Salvatore Caruso aveva cinque anni quando arrivò a Ellis Island. Era il primo giorno del 1901. Faceva molto freddo, ma il cielo era limpido e cristallino sopra il paesaggio innevato che circondava la distesa d’acqua del golfo.
La famiglia Caruso era stata fortunata. Da Napoli aveva preso la Hohenzollern – le navi tedesche erano le migliori, secondo suo padre – e attraversato l’Atlantico in meno di dieci giorni. Il ponte di terza classe era affollato. Il puzzo delle latrine lo aveva fatto quasi vomitare e la vibrazione dei motori, per sua madre, era una punizione mandata da Dio. Ma durante la traversata non c’erano state tempeste e avevano ottenuto il permesso di salire un’ora al giorno sul ponte superiore a prendere un po’ d’aria. Sua madre aveva portato una quantità di viveri – prosciutto e salame, olive, frutta secca, persino pane, avvolti bene nei tovaglioli – che era durata per tutto il viaggio. Ogni sera lo zio Luigi aveva guidato con la sua morbida voce tenorile i cori che intonavano canzoni napoletane come Funiculì, funiculà.
Il gruppo era composto da otto persone: i genitori di Salvatore, lo zio Luigi, fratello di sua madre, e i cinque figli. Giuseppe, il maggiore, aveva quindici anni, un fisico robusto come il padre ed era un gran lavoratore. Tutti i bambini ammiravano Giuseppe, che però, essendo molto più grande, se ne stava un po’ per i fatti suoi. Due altri figli non erano così forti ed erano morti molto piccoli. Così la seconda era Anna, di nove anni. Poi erano arrivati Paolo, Salvatore e la piccola Maria, che aveva solo tre anni.

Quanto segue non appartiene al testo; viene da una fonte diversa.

mod allocator;
mod network_id;

use std::fmt;

use serde::{Deserialize, Serialize};

pub use allocator::IdAllocator;
pub use network_id::{NetworkId, OwnerTag, PlayerId};

/// Transport-level connection handle, distinct from the player's owner tag.
#[derive(Debug, Clone, Copy, PartialEq, Eq, Hash, PartialOrd, Ord, Serialize, Deserialize)]
pub struct ClientId(pub u32);

impl fmt::Display for ClientId {
    fn fmt(&self, f: &mut fmt::Formatter<'_>) -> fmt::Result {
        write!(f, "client {}", self.0)
    }
}
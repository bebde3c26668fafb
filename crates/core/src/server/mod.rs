mod config;
mod replicator;

pub use config::ServerConfig;
pub use replicator::{OutboundUpdate, ServerReplicator};
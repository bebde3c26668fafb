//! Zero-run-length codec for XOR patches and update bodies.
//!
//! The stream is a sequence of tokens. A control byte with the high bit set
//! encodes a run of `(c & 0x7F) + 1` zero bytes; otherwise it is followed by
//! `c + 1` literal bytes.

use crate::error::MalformedUpdate;

const ZERO_RUN: u8 = 0x80;
const MAX_RUN: usize = 128;

pub fn encode(input: &[u8]) -> Vec<u8> {
    let mut out = Vec::with_capacity(input.len() / 4 + 2);
    let mut literal_start: Option<usize> = None;
    let mut i = 0;

    while i < input.len() {
        let run = input[i..].iter().take_while(|&&b| b == 0).count();
        if run >= 2 {
            flush_literal(&mut out, input, &mut literal_start, i);
            let mut remaining = run;
            while remaining > 0 {
                let n = remaining.min(MAX_RUN);
                out.push(ZERO_RUN | (n - 1) as u8);
                remaining -= n;
            }
            i += run;
        } else {
            literal_start.get_or_insert(i);
            i += 1;
        }
    }
    flush_literal(&mut out, input, &mut literal_start, input.len());
    out
}

fn flush_literal(out: &mut Vec<u8>, input: &[u8], start: &mut Option<usize>, end: usize) {
    if let Some(start) = start.take() {
        for chunk in input[start..end].chunks(MAX_RUN) {
            out.push((chunk.len() - 1) as u8);
            out.extend_from_slice(chunk);
        }
    }
}

pub fn encoded_len(input: &[u8]) -> usize {
    encode(input).len()
}

/// Decodes `input`, refusing to expand past `max_len` bytes.
pub fn decode(input: &[u8], max_len: usize) -> Result<Vec<u8>, MalformedUpdate> {
    let mut out = Vec::with_capacity(input.len().saturating_mul(2).min(max_len));
    let mut i = 0;

    while i < input.len() {
        let control = input[i];
        i += 1;
        let n = (control & !ZERO_RUN) as usize + 1;
        if out.len() + n > max_len {
            return Err(MalformedUpdate::CorruptRle);
        }
        if control & ZERO_RUN != 0 {
            out.resize(out.len() + n, 0);
        } else {
            let literal = input.get(i..i + n).ok_or(MalformedUpdate::CorruptRle)?;
            out.extend_from_slice(literal);
            i += n;
        }
    }
    Ok(out)
}
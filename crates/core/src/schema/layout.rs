use std::ops::Range;

use glam::{Quat, Vec3};
use serde::{Deserialize, Serialize};

use crate::error::RegistryError;

use super::field::{FieldKind, FieldValue, read_raw, write_raw};
use super::registry::ComponentKind;

/// Decoded value of one component: one entry per registered field.
#[derive(Debug, Clone, PartialEq, Default, Serialize, Deserialize)]
pub struct ComponentValue(pub Vec<FieldValue>);

impl ComponentValue {
    pub fn from_vec3(v: Vec3) -> Self {
        Self(vec![
            FieldValue::Float(v.x),
            FieldValue::Float(v.y),
            FieldValue::Float(v.z),
        ])
    }

    pub fn from_quat(q: Quat) -> Self {
        Self(vec![
            FieldValue::Float(q.x),
            FieldValue::Float(q.y),
            FieldValue::Float(q.z),
            FieldValue::Float(q.w),
        ])
    }

    pub fn from_u32(v: u32) -> Self {
        Self(vec![FieldValue::UInt(v)])
    }

    pub fn as_vec3(&self) -> Option<Vec3> {
        match self.0.as_slice() {
            [x, y, z] => Some(Vec3::new(x.as_f32()?, y.as_f32()?, z.as_f32()?)),
            _ => None,
        }
    }

    pub fn as_quat(&self) -> Option<Quat> {
        match self.0.as_slice() {
            [x, y, z, w] => {
                Some(Quat::from_xyzw(x.as_f32()?, y.as_f32()?, z.as_f32()?, w.as_f32()?).normalize())
            }
            _ => None,
        }
    }

    pub fn as_u32(&self) -> Option<u32> {
        match self.0.as_slice() {
            [v] => v.as_u32(),
            _ => None,
        }
    }
}

#[derive(Debug, Clone, Copy, PartialEq, Serialize, Deserialize)]
pub struct FieldSlot {
    pub kind: FieldKind,
    pub offset: usize,
    pub width: usize,
}

/// Offset table of one component, generated once at registration.
///
/// Each field sits at an offset aligned to its own width; the total size is
/// padded to the component's alignment. Padding bytes are always zero.
#[derive(Debug, Clone, PartialEq, Serialize, Deserialize)]
pub struct ComponentLayout {
    fields: Vec<FieldSlot>,
    size: usize,
    align: usize,
}

impl ComponentLayout {
    pub fn new(fields: &[FieldKind]) -> Result<Self, RegistryError> {
        let mut slots = Vec::with_capacity(fields.len());
        let mut offset = 0;
        let mut align = 1;

        for kind in fields {
            kind.validate()?;
            let width = kind.width();
            offset = align_up(offset, width);
            slots.push(FieldSlot {
                kind: *kind,
                offset,
                width,
            });
            offset += width;
            align = align.max(width);
        }

        Ok(Self {
            fields: slots,
            size: align_up(offset, align),
            align,
        })
    }

    pub fn fields(&self) -> &[FieldSlot] {
        &self.fields
    }

    pub fn size(&self) -> usize {
        self.size
    }

    pub fn align(&self) -> usize {
        self.align
    }

    /// Serializes `value` into `out`, which must be exactly `size()` bytes.
    pub fn write(
        &self,
        kind: ComponentKind,
        value: &ComponentValue,
        out: &mut [u8],
    ) -> Result<(), RegistryError> {
        if value.0.len() != self.fields.len() {
            return Err(RegistryError::FieldCountMismatch {
                kind,
                expected: self.fields.len(),
                found: value.0.len(),
            });
        }
        debug_assert_eq!(out.len(), self.size);

        out.fill(0);
        for (index, (slot, field)) in self.fields.iter().zip(&value.0).enumerate() {
            let raw = slot.kind.encode(index, *field)?;
            write_raw(&mut out[slot.offset..slot.offset + slot.width], raw);
        }
        Ok(())
    }

    /// Decodes `bytes`; on failure returns the index and raw value of the
    /// first out-of-range field.
    pub fn read(&self, bytes: &[u8]) -> Result<ComponentValue, (usize, u32)> {
        let mut values = Vec::with_capacity(self.fields.len());
        for (index, slot) in self.fields.iter().enumerate() {
            let raw = read_raw(&bytes[slot.offset..slot.offset + slot.width]);
            values.push(slot.kind.decode(raw).ok_or((index, raw))?);
        }
        Ok(ComponentValue(values))
    }
}

/// Per-entity slot layout shared by every snapshot image.
#[derive(Debug, Clone, PartialEq, Default, Serialize, Deserialize)]
pub struct SlotLayout {
    presence_bytes: usize,
    components: Vec<Range<usize>>,
    stride: usize,
}

impl SlotLayout {
    pub(crate) fn build(layouts: &[&ComponentLayout]) -> Self {
        let presence_bytes = layouts.len().div_ceil(8).max(1);
        let mut offset = presence_bytes;
        let mut align = 1;
        let mut components = Vec::with_capacity(layouts.len());

        for layout in layouts {
            offset = align_up(offset, layout.align());
            components.push(offset..offset + layout.size());
            offset += layout.size();
            align = align.max(layout.align());
        }

        Self {
            presence_bytes,
            components,
            stride: align_up(offset, align),
        }
    }

    pub fn stride(&self) -> usize {
        self.stride
    }

    pub fn presence_bytes(&self) -> usize {
        self.presence_bytes
    }

    /// Byte range of `kind` relative to the slot start.
    pub fn component_range(&self, kind: ComponentKind) -> Option<Range<usize>> {
        self.components.get(kind.index()).cloned()
    }

    /// `(byte offset, bit mask)` of the presence bit for `kind`.
    pub fn presence_bit(&self, kind: ComponentKind) -> (usize, u8) {
        let index = kind.index();
        (index / 8, 1 << (index % 8))
    }
}

fn align_up(offset: usize, align: usize) -> usize {
    offset.div_ceil(align) * align
}
use serde::{Deserialize, Serialize};

use crate::interest::InterestConfig;
use crate::lagcomp::LagCompConfig;
use crate::net::DEFAULT_TICK_RATE;
use crate::store::StoreConfig;

#[derive(Debug, Clone, Serialize, Deserialize)]
pub struct ServerConfig {
    pub tick_rate: u32,
    pub max_clients: usize,
    /// Inputs held per client before the oldest are dropped.
    pub input_queue_capacity: usize,
    pub store: StoreConfig,
    pub interest: InterestConfig,
    pub lag_comp: LagCompConfig,
}

impl Default for ServerConfig {
    fn default() -> Self {
        Self {
            tick_rate: DEFAULT_TICK_RATE,
            max_clients: 32,
            input_queue_capacity: 64,
            store: StoreConfig::default(),
            interest: InterestConfig::default(),
            lag_comp: LagCompConfig::default(),
        }
    }
}
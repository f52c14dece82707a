//! Optional user settings providing defaults for the `create` command.
//! Read from `go-app-gen.yaml` (or `.yml`) in the current directory,
//! falling back to `$HOME/.config`.

use std::path::{Path, PathBuf};

use log::debug;
use serde::Deserialize;

use crate::error::{Error, Result};

/// Supported settings file names
pub const SETTINGS_FILES: [&str; 2] = ["go-app-gen.yaml", "go-app-gen.yml"];

/// Defaults applied when the corresponding flag is not given.
#[derive(Debug, Default, Clone, PartialEq, Eq, Deserialize)]
#[serde(deny_unknown_fields)]
pub struct Settings {
    pub author: Option<String>,
    /// Module names default to `<module_prefix>/<app name>`
    pub module_prefix: Option<String>,
    pub domain: Option<String>,
    #[serde(default)]
    pub features: Vec<String>,
    pub output_dir: Option<PathBuf>,
}

/// Directories searched for a settings file, in priority order.
pub fn settings_dirs() -> Vec<PathBuf> {
    let mut dirs = vec![PathBuf::from(".")];
    if let Ok(home) = std::env::var("HOME") {
        dirs.push(Path::new(&home).join(".config"));
    }
    dirs
}

/// Parses settings from YAML. An empty document yields the defaults.
///
/// # Errors
/// * `Error::ConfigError` if the YAML is malformed or contains unknown keys
pub fn parse_settings(content: &str) -> Result<Settings> {
    if content.trim().is_empty() {
        return Ok(Settings::default());
    }
    serde_yaml::from_str(content)
        .map_err(|e| Error::ConfigError(format!("Invalid settings file: {e}")))
}

/// Loads the first settings file found in `dirs`.
///
/// # Returns
/// * `Result<Settings>` - Parsed settings, or the defaults when no file exists
pub fn load_settings<P: AsRef<Path>>(dirs: &[P]) -> Result<Settings> {
    for dir in dirs {
        for file in SETTINGS_FILES {
            let path = dir.as_ref().join(file);
            if path.is_file() {
                debug!("Loading settings from {}", path.display());
                let content = std::fs::read_to_string(&path).map_err(|e| Error::io(&path, e))?;
                return parse_settings(&content);
            }
        }
    }

    debug!("No settings file found");
    Ok(Settings::default())
}
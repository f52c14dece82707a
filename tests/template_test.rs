mod common;

use go_app_gen::error::Error;
use go_app_gen::project::TemplateData;
use go_app_gen::renderer::{MiniJinjaRenderer, TemplateRenderer};

fn data(features: &[&str]) -> TemplateData {
    TemplateData::from_config(&common::config("shop", "order", features))
}

#[test]
fn test_minijinja_renderer() {
    let engine = MiniJinjaRenderer::new();
    let result = engine
        .render("greeting", "type {{ DomainTitle }} in {{ AppName }}/{{ DomainPluralLower }}", &data(&[]))
        .unwrap();
    assert_eq!(result, "type Order in shop/orders");
}

#[test]
fn test_trailing_newline_is_kept() {
    let engine = MiniJinjaRenderer::new();
    let result = engine.render("main.go", "package {{ DomainLower }}\n", &data(&[])).unwrap();
    assert_eq!(result, "package order\n");
}

#[test]
fn test_has_feature_in_conditionals() {
    let engine = MiniJinjaRenderer::new();
    let template = "{% if has_feature(\"cors\") %}cors{% else %}plain{% endif %}";

    assert_eq!(engine.render("t", template, &data(&["cors"])).unwrap(), "cors");
    assert_eq!(engine.render("t", template, &data(&["auth"])).unwrap(), "plain");
}

#[test]
fn test_iteration_over_features() {
    let engine = MiniJinjaRenderer::new();
    let result = engine
        .render("t", "{% for f in Features %}{{ f }};{% endfor %}", &data(&["b", "a", "b"]))
        .unwrap();
    assert_eq!(result, "a;b;");
}

#[test]
fn test_rendering_is_deterministic() {
    let engine = MiniJinjaRenderer::new();
    let template = "{% for f in Features %}{{ f }}{% endfor %} {{ ModuleName }}";
    let first = engine.render("t", template, &data(&["x", "y", "z"])).unwrap();
    let second = engine.render("t", template, &data(&["z", "y", "x"])).unwrap();
    assert_eq!(first, second);
}

#[test]
fn test_syntax_error_is_parse_error() {
    let engine = MiniJinjaRenderer::new();
    match engine.render("broken.go.tmpl", "{% if AppName %}never closed", &data(&[])) {
        Err(Error::ParseError { template, .. }) => assert_eq!(template, "broken.go.tmpl"),
        other => panic!("Expected ParseError, got {other:?}"),
    }
}

#[test]
fn test_undefined_field_is_render_error() {
    let engine = MiniJinjaRenderer::new();
    match engine.render("missing.tmpl", "{{ NoSuchField }}", &data(&[])) {
        Err(Error::RenderError { template, .. }) => assert_eq!(template, "missing.tmpl"),
        other => panic!("Expected RenderError, got {other:?}"),
    }
}

#[test]
fn test_has_feature_without_argument_is_render_error() {
    let engine = MiniJinjaRenderer::new();
    assert!(matches!(
        engine.render("t", "{{ has_feature() }}", &data(&[])),
        Err(Error::RenderError { .. })
    ));
}
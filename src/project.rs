//! Project configuration and the data context handed to templates.

use std::collections::BTreeSet;
use std::sync::OnceLock;

use regex::Regex;
use serde::Serialize;

use crate::error::{Error, Result};
use crate::naming::{lower, pluralize, title_case};

/// Go toolchain version written into generated projects.
pub const TOOL_VERSION: &str = "1.23";

/// Input for a single generation run, as collected by the CLI.
#[derive(Debug, Clone, Default, PartialEq, Eq)]
pub struct ProjectConfig {
    pub app_name: String,
    pub module_name: String,
    pub domain: String,
    pub description: String,
    pub author: String,
    pub features: Vec<String>,
}

fn app_name_pattern() -> &'static Regex {
    static PATTERN: OnceLock<Regex> = OnceLock::new();
    PATTERN.get_or_init(|| Regex::new(r"^[A-Za-z][A-Za-z0-9_-]*$").expect("valid regex"))
}

fn domain_pattern() -> &'static Regex {
    static PATTERN: OnceLock<Regex> = OnceLock::new();
    PATTERN.get_or_init(|| Regex::new(r"^[A-Za-z]+$").expect("valid regex"))
}

impl ProjectConfig {
    /// Checks the invariants the generator relies on.
    ///
    /// # Errors
    /// * `Error::ConfigError` if app name, module name or domain is empty,
    ///   the app name is not usable as a directory name, or the domain is
    ///   not a single word
    pub fn validate(&self) -> Result<()> {
        if self.app_name.is_empty() {
            return Err(Error::ConfigError("app name is required".to_string()));
        }
        if self.module_name.is_empty() {
            return Err(Error::ConfigError("module name is required".to_string()));
        }
        if self.domain.is_empty() {
            return Err(Error::ConfigError("domain is required".to_string()));
        }
        if !app_name_pattern().is_match(&self.app_name) {
            return Err(Error::ConfigError(format!(
                "app name '{}' must start with a letter and contain only letters, digits, '-' or '_'",
                self.app_name
            )));
        }
        if !domain_pattern().is_match(&self.domain) {
            return Err(Error::ConfigError(format!(
                "domain '{}' must be a single word",
                self.domain
            )));
        }
        Ok(())
    }
}

/// Feature flags selected for a run. Order and duplicates are irrelevant.
#[derive(Debug, Clone, Default, PartialEq, Eq, Serialize)]
#[serde(transparent)]
pub struct FeatureSet(BTreeSet<String>);

impl FeatureSet {
    /// Case-sensitive membership test.
    pub fn contains(&self, feature: &str) -> bool {
        self.0.contains(feature)
    }

    pub fn iter(&self) -> impl Iterator<Item = &str> {
        self.0.iter().map(String::as_str)
    }

    pub fn len(&self) -> usize {
        self.0.len()
    }

    pub fn is_empty(&self) -> bool {
        self.0.is_empty()
    }
}

impl<S: Into<String>> FromIterator<S> for FeatureSet {
    fn from_iter<I: IntoIterator<Item = S>>(iter: I) -> Self {
        Self(iter.into_iter().map(Into::into).collect())
    }
}

/// Values available to every template, built once per generation run.
#[derive(Debug, Clone, PartialEq, Eq, Serialize)]
#[serde(rename_all = "PascalCase")]
pub struct TemplateData {
    pub app_name: String,
    pub module_name: String,
    pub domain: String,
    pub domain_title: String,
    pub domain_plural: String,
    pub domain_plural_lower: String,
    pub domain_lower: String,
    pub description: String,
    pub author: String,
    pub package_import_path: String,
    pub go_version: String,
    pub features: FeatureSet,
}

impl TemplateData {
    pub fn from_config(config: &ProjectConfig) -> Self {
        let domain_plural = pluralize(&config.domain);
        Self {
            app_name: config.app_name.clone(),
            module_name: config.module_name.clone(),
            domain: config.domain.clone(),
            domain_title: title_case(&config.domain),
            domain_plural_lower: lower(&domain_plural),
            domain_plural,
            domain_lower: lower(&config.domain),
            description: config.description.clone(),
            author: config.author.clone(),
            package_import_path: config.module_name.clone(),
            go_version: TOOL_VERSION.to_string(),
            features: config.features.iter().cloned().collect(),
        }
    }

    pub fn has_feature(&self, feature: &str) -> bool {
        self.features.contains(feature)
    }
}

Mentre la nave entrava nello stretto e s’infilava nella baia di New York, il ponte superiore era gremito. L’eccitazione aveva preso tutti. Anche il piccolo Salvatore sarebbe stato felice se non avesse scoperto un terribile segreto.
Sua madre stava tenendo per mano la piccola Maria. Prima del suo arrivo, Salvatore era stato il piccolo della famiglia. Ma adesso aveva qualcuno da sorvegliare ed era suo compito proteggerla. Gli piaceva giocare con la sorellina e mostrarle le cose.
Sua madre indossava un cappotto nero per difendersi dal freddo. La maggior parte delle donne aveva il capo coperto con uno scialle bianco ma, nonostante il clima invernale, sua madre si era messa il suo cappello migliore, anch’esso nero, con una veletta sbrindellata e un fiore artificiale afflosciato sul bordo. Salvatore aveva sentito che una volta, prima della sua nascita, i fiori erano stati due. Capiva che lei aveva indossato il suo cappello in modo che gli americani vedessero che la loro famiglia aveva una certa posizione.
Concetta Caruso era bassa, scura e ferocemente orgogliosa. Era convinta che la gente del suo paese fosse superiore a quella dei paesi vicini e che il Sud italiano, il Mezzogiorno, fosse più bello di tutte le altre terre del mondo. Lei non sapeva che cosa mangiassero nelle altre nazioni, e non se ne curava. Perché il cibo italiano era il migliore.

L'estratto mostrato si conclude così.